§ DATA FOR ANALYSIS:
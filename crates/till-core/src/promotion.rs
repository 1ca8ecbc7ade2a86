//! # Promotion Engine
//!
//! Applies the "buy two get one free" rule to cart lines.
//!
//! ## Rule
//! ```text
//! ┌─────────────────────────────────────────────────────────────────────────┐
//! │  BUY_TWO_GET_ONE_FREE                                                   │
//! │                                                                         │
//! │  count = 5 bottles @ 3.00, eligible                                     │
//! │    free_units = floor(5 / 3) = 1                                        │
//! │    saved      = 3.00 × 1     = 3.00                                     │
//! │    pay_price  = 15.00 - 3.00 = 12.00                                    │
//! │                                                                         │
//! │  count = 2.9 jin, eligible                                              │
//! │    free_units = floor(2.9 / 3) = 0   (partial triples earn nothing)     │
//! └─────────────────────────────────────────────────────────────────────────┘
//! ```

use serde::{Deserialize, Serialize};

use crate::cart::CartItem;
use crate::error::{CoreError, CoreResult};
use crate::money::Money;
use crate::quantity::Quantity;
use crate::types::{Promotion, PromotionKind};

/// Units in one "buy two get one free" group.
pub const FREE_UNIT_GROUP_SIZE: u64 = 3;

/// A cart line with its discount applied.
///
/// ## Invariants
/// - `pay_price == price × count - saved`
/// - `saved >= 0`
#[derive(Debug, Clone, PartialEq, Eq, Serialize, Deserialize)]
#[serde(rename_all = "camelCase")]
pub struct PromotedItem {
    pub barcode: String,
    pub name: String,
    pub unit: String,
    pub price: Money,
    pub count: Quantity,
    pub pay_price: Money,
    pub saved: Money,
}

/// Finds the first promotion of the given kind.
pub fn find_promotion(promotions: &[Promotion], kind: PromotionKind) -> CoreResult<&Promotion> {
    promotions
        .iter()
        .find(|p| p.kind() == Some(kind))
        .ok_or_else(|| CoreError::MissingPromotion(kind.as_str().to_string()))
}

/// Number of free units earned by `count` units.
#[inline]
pub fn free_units(count: Quantity) -> u64 {
    count.whole_units() / FREE_UNIT_GROUP_SIZE
}

/// Prices a single cart line under `promotion`.
pub fn apply_buy_two_get_one_free(item: &CartItem, promotion: &Promotion) -> CoreResult<PromotedItem> {
    let overflow = || CoreError::AmountOverflow {
        barcode: item.barcode.clone(),
    };

    let line_total = item.line_total()?;
    let saved = if promotion.covers(&item.barcode) {
        item.price
            .checked_mul_units(free_units(item.count))
            .ok_or_else(overflow)?
    } else {
        Money::zero()
    };
    let pay_price = line_total.checked_sub(saved).ok_or_else(overflow)?;

    Ok(PromotedItem {
        barcode: item.barcode.clone(),
        name: item.name.clone(),
        unit: item.unit.clone(),
        price: item.price,
        count: item.count,
        pay_price,
        saved,
    })
}

/// Applies the buy-two-get-one-free promotion to every cart line.
///
/// ## Errors
/// - [`CoreError::MissingPromotion`] if `promotions` has no
///   `BUY_TWO_GET_ONE_FREE` entry, even when no item would be eligible
pub fn build_promotions(
    cart_items: &[CartItem],
    promotions: &[Promotion],
) -> CoreResult<Vec<PromotedItem>> {
    let promotion = find_promotion(promotions, PromotionKind::BuyTwoGetOneFree)?;

    cart_items
        .iter()
        .map(|item| apply_buy_two_get_one_free(item, promotion))
        .collect()
}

§ TASK GOAL: Go through the data above and copy all of it exactly.

§ THE ANSWER:
filename crates/till-core/src/promotion.rs
repository 1ca8ecbc7ade2a86
//! # Promotion Engine
//!
//! Applies the "buy two get one free" rule to cart lines.
//!
//! ## Rule
//! ```text
//! ┌─────────────────────────────────────────────────────────────────────────┐
//! │  BUY_TWO_GET_ONE_FREE                                                   │
//! │                                                                         │
//! │  count = 5 bottles @ 3.00, eligible                                     │
//! │    free_units = floor(5 / 3) = 1                                        │
//! │    saved      = 3.00 × 1     = 3.00                                     │
//! │    pay_price  = 15.00 - 3.00 = 12.00                                    │
//! │                                                                         │
//! │  count = 2.9 jin, eligible                                              │
//! │    free_units = floor(2.9 / 3) = 0   (partial triples earn nothing)     │
//! └─────────────────────────────────────────────────────────────────────────┘
//! ```

use serde::{Deserialize, Serialize};

use crate::cart::CartItem;
use crate::error::{CoreError, CoreResult};
use crate::money::Money;
use crate::quantity::Quantity;
use crate::types::{Promotion, PromotionKind};

/// Units in one "buy two get one free" group.
pub const FREE_UNIT_GROUP_SIZE: u64 = 3;

/// A cart line with its discount applied.
///
/// ## Invariants
/// - `pay_price == price × count - saved`
/// - `saved >= 0`
#[derive(Debug, Clone, PartialEq, Eq, Serialize, Deserialize)]
#[serde(rename_all = "camelCase")]
pub struct PromotedItem {
    pub barcode: String,
    pub name: String,
    pub unit: String,
    pub price: Money,
    pub count: Quantity,
    pub pay_price: Money,
    pub saved: Money,
}

/// Finds the first promotion of the given kind.
pub fn find_promotion(promotions: &[Promotion], kind: PromotionKind) -> CoreResult<&Promotion> {
    promotions
        .iter()
        .find(|p| p.kind() == Some(kind))
        .ok_or_else(|| CoreError::MissingPromotion(kind.as_str().to_string()))
}

/// Number of free units earned by `count` units.
#[inline]
pub fn free_units(count: Quantity) -> u64 {
    count.whole_units() / FREE_UNIT_GROUP_SIZE
}

/// Prices a single cart line under `promotion`.
pub fn apply_buy_two_get_one_free(item: &CartItem, promotion: &Promotion) -> CoreResult<PromotedItem> {
    let overflow = || CoreError::AmountOverflow {
        barcode: item.barcode.clone(),
    };

    let line_total = item.line_total()?;
    let saved = if promotion.covers(&item.barcode) {
        item.price
            .checked_mul_units(free_units(item.count))
            .ok_or_else(overflow)?
    } else {
        Money::zero()
    };
    let pay_price = line_total.checked_sub(saved).ok_or_else(overflow)?;

    Ok(PromotedItem {
        barcode: item.barcode.clone(),
        name: item.name.clone(),
        unit: item.unit.clone(),
        price: item.price,
        count: item.count,
        pay_price,
        saved,
    })
}

/// Applies the buy-two-get-one-free promotion to every cart line.
///
/// ## Errors
/// - [`CoreError::MissingPromotion`] if `promotions` has no
///   `BUY_TWO_GET_ONE_FREE` entry, even when no item would be eligible
pub fn build_promotions(
    cart_items: &[CartItem],
    promotions: &[Promotion],
) -> CoreResult<Vec<PromotedItem>> {
    let promotion = find_promotion(promotions, PromotionKind::BuyTwoGetOneFree)?;

    cart_items
        .iter()
        .map(|item| apply_buy_two_get_one_free(item, promotion))
        .collect()
}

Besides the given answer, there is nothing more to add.